8. Miguel Sime Jr., SIRP
| Age | 19.0 | Height | 6′ 3″ | Weight | 235 | Bat / Thr | R / R | FV | 45+ |
|---|
| Fastball | Slider | Curveball | Splitter | Command | Sits/Tops |
|---|---|---|---|---|---|
| 60/65 | 60/70 | 40/50 | 30/40 | 20/30 | 95-99 / 102 |
Sime, an LSU commit from New York City who signed for $2 million, looks like a mirrored image of José Alvarado. He’s built like Alvarado at a monstrous 6-foot-4, he has a long, overhand arm swing similar to Alvarado’s, and Sime (pronounced siMAY) brings triple-digit heat and a devastating slider to the party. Sime touched 102 in Washington’s Spring Breakout game and will sit 95-99 throughout his starts. His fastball might play down against better hitters because it rides downhill and Sime struggles to command it. He isn’t the most graceful, athletic mover, and his delivery requires a ton of effort for him to throw this hard.
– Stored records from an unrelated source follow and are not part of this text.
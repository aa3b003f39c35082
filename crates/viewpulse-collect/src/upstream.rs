//! Upstream metadata source: current counts for a batch of item ids.

use std::collections::HashMap;
use std::time::Duration;

use async_trait::async_trait;
use reqwest::{Client, StatusCode};
use serde::Deserialize;
use tracing::debug;

use viewpulse_core::{EngineConfig, Error, Result};
use viewpulse_store::ItemCounts;

/// Per-item outcome of one batch call. Ids the source did not return are
/// simply absent; the collector counts them as failures.
pub type BatchFetch = HashMap<String, std::result::Result<ItemCounts, String>>;

/// Whole-batch failure. Both kinds are retried by the collector.
#[derive(Debug, thiserror::Error)]
pub enum FetchError {
    #[error("upstream rejected credentials ({status}): {body}")]
    Unauthorized { status: u16, body: String },

    #[error("upstream transport error: {0}")]
    Transport(String),
}

#[async_trait]
pub trait MetadataSource: Send + Sync {
    /// Fetch counts for up to one batch of ids in a single upstream call.
    async fn fetch_batch(&self, ids: &[String]) -> std::result::Result<BatchFetch, FetchError>;
}

/// YouTube Data API v3 `videos?part=statistics`.
pub struct YouTubeDataSource {
    client: Client,
    base_url: String,
    api_key: String,
}

#[derive(Deserialize)]
struct VideoListResponse {
    #[serde(default)]
    items: Vec<VideoResource>,
}

#[derive(Deserialize)]
struct VideoResource {
    id: String,
    statistics: Option<VideoStatistics>,
}

/// Counts arrive as decimal strings; like/comment counts are omitted when hidden.
#[derive(Deserialize)]
#[serde(rename_all = "camelCase")]
struct VideoStatistics {
    view_count: Option<String>,
    like_count: Option<String>,
    comment_count: Option<String>,
}

impl YouTubeDataSource {
    pub fn new(base_url: impl Into<String>, api_key: impl Into<String>) -> Result<Self> {
        let client = Client::builder()
            .timeout(Duration::from_secs(30))
            .build()
            .map_err(|e| Error::Http(e.to_string()))?;
        Ok(Self {
            client,
            base_url: base_url.into().trim_end_matches('/').to_string(),
            api_key: api_key.into(),
        })
    }

    pub fn from_config(config: &EngineConfig) -> Result<Self> {
        let key = config
            .api_key
            .as_deref()
            .ok_or_else(|| Error::Config("YOUTUBE_API_KEY is not set".into()))?;
        Self::new(&config.api_base_url, key)
    }
}

fn parse_count(raw: Option<&str>) -> std::result::Result<i64, String> {
    match raw {
        None => Ok(0),
        Some(s) => s
            .parse::<i64>()
            .map_err(|_| format!("unparseable count {:?}", s)),
    }
}

fn to_counts(stats: Option<VideoStatistics>) -> std::result::Result<ItemCounts, String> {
    let stats = stats.ok_or_else(|| "statistics missing".to_string())?;
    let views = stats
        .view_count
        .as_deref()
        .ok_or_else(|| "viewCount missing".to_string())?;
    Ok(ItemCounts {
        view_count: parse_count(Some(views))?,
        like_count: parse_count(stats.like_count.as_deref())?,
        comment_count: parse_count(stats.comment_count.as_deref())?,
    })
}

#[async_trait]
impl MetadataSource for YouTubeDataSource {
    async fn fetch_batch(&self, ids: &[String]) -> std::result::Result<BatchFetch, FetchError> {
        let url = format!("{}/videos", self.base_url);
        debug!("Fetching statistics for {} ids", ids.len());

        let response = self
            .client
            .get(&url)
            .query(&[
                ("part", "statistics"),
                ("id", ids.join(",").as_str()),
                ("key", self.api_key.as_str()),
                ("maxResults", "50"),
            ])
            .send()
            .await
            .map_err(|e| FetchError::Transport(format!("request failed: {}", e)))?;

        let status = response.status();
        if status == StatusCode::UNAUTHORIZED || status == StatusCode::FORBIDDEN {
            let body = response.text().await.unwrap_or_default();
            return Err(FetchError::Unauthorized {
                status: status.as_u16(),
                body,
            });
        }
        if !status.is_success() {
            let body = response.text().await.unwrap_or_default();
            return Err(FetchError::Transport(format!("API error {}: {}", status, body)));
        }

        let parsed: VideoListResponse = response
            .json()
            .await
            .map_err(|e| FetchError::Transport(format!("invalid response body: {}", e)))?;

        Ok(parsed
            .items
            .into_iter()
            .map(|video| (video.id, to_counts(video.statistics)))
            .collect())
    }
}

#[cfg(test)]
mod tests {
    use super::*;
    use wiremock::matchers::{method, path, query_param};
    use wiremock::{Mock, MockServer, ResponseTemplate};

    fn ids(list: &[&str]) -> Vec<String> {
        list.iter().map(|s| s.to_string()).collect()
    }

    #[tokio::test]
    async fn test_parses_statistics_and_omits_unknown_ids() {
        let server = MockServer::start().await;
        Mock::given(method("GET"))
            .and(path("/videos"))
            .and(query_param("part", "statistics"))
            .and(query_param("id", "a,b,gone"))
            .and(query_param("key", "k"))
            .respond_with(ResponseTemplate::new(200).set_body_json(serde_json::json!({
                "items": [
                    {"id": "a", "statistics": {"viewCount": "5000", "likeCount": "12", "commentCount": "3"}},
                    {"id": "b", "statistics": {"viewCount": "7"}}
                ]
            })))
            .expect(1)
            .mount(&server)
            .await;

        let source = YouTubeDataSource::new(server.uri(), "k").unwrap();
        let fetched = source.fetch_batch(&ids(&["a", "b", "gone"])).await.unwrap();

        assert_eq!(fetched.len(), 2);
        let a = fetched["a"].as_ref().unwrap();
        assert_eq!((a.view_count, a.like_count, a.comment_count), (5000, 12, 3));
        let b = fetched["b"].as_ref().unwrap();
        assert_eq!((b.view_count, b.like_count), (7, 0));
        assert!(!fetched.contains_key("gone"));
    }

    #[tokio::test]
    async fn test_bad_item_is_per_item_failure() {
        let server = MockServer::start().await;
        Mock::given(method("GET"))
            .and(path("/videos"))
            .respond_with(ResponseTemplate::new(200).set_body_json(serde_json::json!({
                "items": [
                    {"id": "a", "statistics": {"viewCount": "lots"}},
                    {"id": "b"}
                ]
            })))
            .mount(&server)
            .await;

        let source = YouTubeDataSource::new(server.uri(), "k").unwrap();
        let fetched = source.fetch_batch(&ids(&["a", "b"])).await.unwrap();
        assert!(fetched["a"].is_err());
        assert!(fetched["b"].is_err());
    }

    #[tokio::test]
    async fn test_forbidden_is_authorization_failure() {
        let server = MockServer::start().await;
        Mock::given(method("GET"))
            .respond_with(ResponseTemplate::new(403).set_body_string("quotaExceeded"))
            .mount(&server)
            .await;

        let source = YouTubeDataSource::new(server.uri(), "k").unwrap();
        let err = source.fetch_batch(&ids(&["a"])).await.unwrap_err();
        assert!(matches!(err, FetchError::Unauthorized { status: 403, .. }));
    }

    #[tokio::test]
    async fn test_server_error_is_transport_failure() {
        let server = MockServer::start().await;
        Mock::given(method("GET"))
            .respond_with(ResponseTemplate::new(503))
            .mount(&server)
            .await;

        let source = YouTubeDataSource::new(server.uri(), "k").unwrap();
        let err = source.fetch_batch(&ids(&["a"])).await.unwrap_err();
        assert!(matches!(err, FetchError::Transport(_)));
    }

    #[test]
    fn test_from_config_requires_key() {
        let dir = tempfile::tempdir().unwrap();
        let config = EngineConfig::with_defaults(dir.path()).unwrap();
        assert!(matches!(
            YouTubeDataSource::from_config(&config),
            Err(Error::Config(_))
        ));
    }
}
Every cubic inch of his 250-plus pound frame is squarely in the “relief likelihood” prospect bucket (he’s walking a batter per inning as of publication), but Sime is about as exciting and nasty as a teenage version of that prospect can be. He was working with a slower, low-80s curveball in high school and has now added a gyro-style slider to his mix, and that pitch has been utterly devastating during the start of 2026, more than his fastball. He worked with a splitter in high school, but that pitch has largely been absent in the early portion of Sime’s pro career. His arm angle appears a bit higher now than in his amateur days, which might impact what kind of offspeed pitch he eventually settles on. This is a high-upside relief prospect who is way down in A-ball. There are outcomes where Sime is a dominant reliever and ends up toward the back of a future Top 100 list once he’s closer to the big leagues. In the meantime, he’s worth developing as a starter if only to give him plentiful reps with his secondary pitches. Hopefully that will help him harness his stuff so he isn’t walk prone in a way that hinders his impact.
45 FV Prospects
9. Jackson Kent, SP
| Age | 23.2 | Height | 6′ 3″ | Weight | 220 | Bat / Thr | L / L | FV | 45 |
|---|
| Fastball | Slider | Curveball | Changeup | Command | Sits/Tops |
|---|---|---|---|---|---|
| 45/45 | 45/45 | 50/55 | 60/70 | 45/55 | 91-95 / 96 |
“Jugglin'” Jackson Kent was a two-sport athlete in Illinois who matriculated to Tucson for college and broke out in his draft year as a redshirt sophomore. Washington challenged him with an aggressive debut assignment, but Kent thrived and K’d a batter per inning across 123 innings split between High- and Double-A. After starting 2026 on the IL with an ankle sprain, he was back for a few short outings just prior to list publication, and in those showed a pronounced arsenal-wide velo spike compared to 2025.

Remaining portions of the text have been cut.